4 Skiers Killed in Avalanche in Utah, Officials Say

4 Skiers Killed in Avalanche in Utah, Officials Say

4 Skiers Killed in Avalanche in Utah, Officials Say

4 Skiers Killed in Avalanche in Utah, Officials Say

Four backcountry skiers were killed on Saturday in an avalanche in Utah, the police said. It was the deadliest avalanche in the United States since May 2014, when six climbers were killed on Mount Rainier in Washington, according to the Colorado Avalanche Information Center.

The avalanche on Saturday was set off about 11:40 a.m. local time in Millcreek Canyon, roughly 13 miles east of Salt Lake City, by two groups of skiers — one group of five people and one group of three, said Sgt. Melody Cutler of the Unified Police Department of Greater Salt Lake.

Four of the skiers dug themselves out of the snow and then dug up the bodies of the four who had been killed, Sergeant Cutler said. The skiers, who were in their 20s and 30s, were equipped with shovels and beacons that emitted an audible tone that allowed the survivors to find the bodies, she said.

The four survivors were rescued after they called 911 and gave their location in the canyon, which is part of the Wasatch National Forest, Sergeant Cutler said. Rescue crews hiked into the canyon and flew in by helicopter, she said. The survivors had experienced hypothermia and other minor injuries.

Sergeant Cutler said rescue crews were deciding whether it was safe enough to recover the four bodies. The Utah Avalanche Center had warned earlier on Saturday of “dangerous avalanche conditions.”

“This is a terrible tragedy and our prayers go out to the victims and families involved,” Gov. Spencer Cox of Utah said on Twitter. “We are grateful to the first responders and others who engaged in this rescue and recovery effort. With avalanche danger high right now, please exercise extreme caution.”

Fifteen people have died in avalanches during the last week in the United States, the most in a seven-day period since 1910, according to Karl Birkeland, the director of the National Avalanche Center, which is part of the U.S. Forest Service.
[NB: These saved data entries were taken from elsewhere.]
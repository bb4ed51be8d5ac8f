//! Prometheus metrics exposition
//!
//! - `link_flows_total` (counter): label `outcome`
//! - `link_flows_started_total` (counter)
//! - `connections_api_requests_total` / `connections_api_request_duration_seconds`,
//!   recorded by the API client and rendered here

use anyhow::{Context, Result};
use metrics_exporter_prometheus::{Matcher, PrometheusBuilder, PrometheusHandle};

const API_DURATION_METRIC: &str = "connections_api_request_duration_seconds";

/// Session API calls are short; the tail covers the client timeout.
const API_DURATION_BUCKETS: &[f64] = &[
    0.01, 0.025, 0.05, 0.1, 0.25, 0.5, 1.0, 2.5, 5.0, 10.0, 30.0,
];

fn builder() -> Result<PrometheusBuilder> {
    PrometheusBuilder::new()
        .set_buckets_for_metric(
            Matcher::Full(API_DURATION_METRIC.to_string()),
            API_DURATION_BUCKETS,
        )
        .context("failed to set histogram buckets")
}

/// Install the Prometheus recorder and return a handle for rendering metrics.
pub fn install_recorder() -> Result<PrometheusHandle> {
    builder()?
        .install_recorder()
        .context("failed to install Prometheus recorder")
}

/// Record a flow started through the bridge.
pub fn record_flow_started() {
    metrics::counter!("link_flows_started_total").increment(1);
}

/// Record a delivered flow result by outcome label.
pub fn record_flow_result(outcome: &'static str) {
    metrics::counter!("link_flows_total", "outcome" => outcome).increment(1);
}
Mr. Birkeland attributed the dangerous conditions to a thin early-season snowpack, which became weak before it was overloaded with snow from recent storms. He said that had led to avalanches in Utah, Colorado, Montana and other states across the West.

“What it shows is the widespread nature of the particular avalanche conditions that we have right now,” Mr. Birkeland said.

Garrett Brucia, a Salt Lake City resident who sometimes skis near Millcreek Canyon, said he had texted friends after hearing about the avalanche to make sure they were OK.

Millcreek Canyon, he said, is a popular backcountry ski destination, but with snowpack in the area “built like a house of cards,” he had been sticking to resort skiing for the last month or so.

“It’s not the time to be really taking risks, frankly,” Mr. Brucia said, adding that four dead was a “shocking number.”

It was the third avalanche this week in the United States that claimed multiple lives.

Three backcountry skiers in southwestern Colorado were found dead on Wednesday, two days after the group they were traveling with had set off a large avalanche, officials said. Also on Wednesday, the bodies of three hikers were found at the scene of an avalanche in southern Alaska, the authorities said.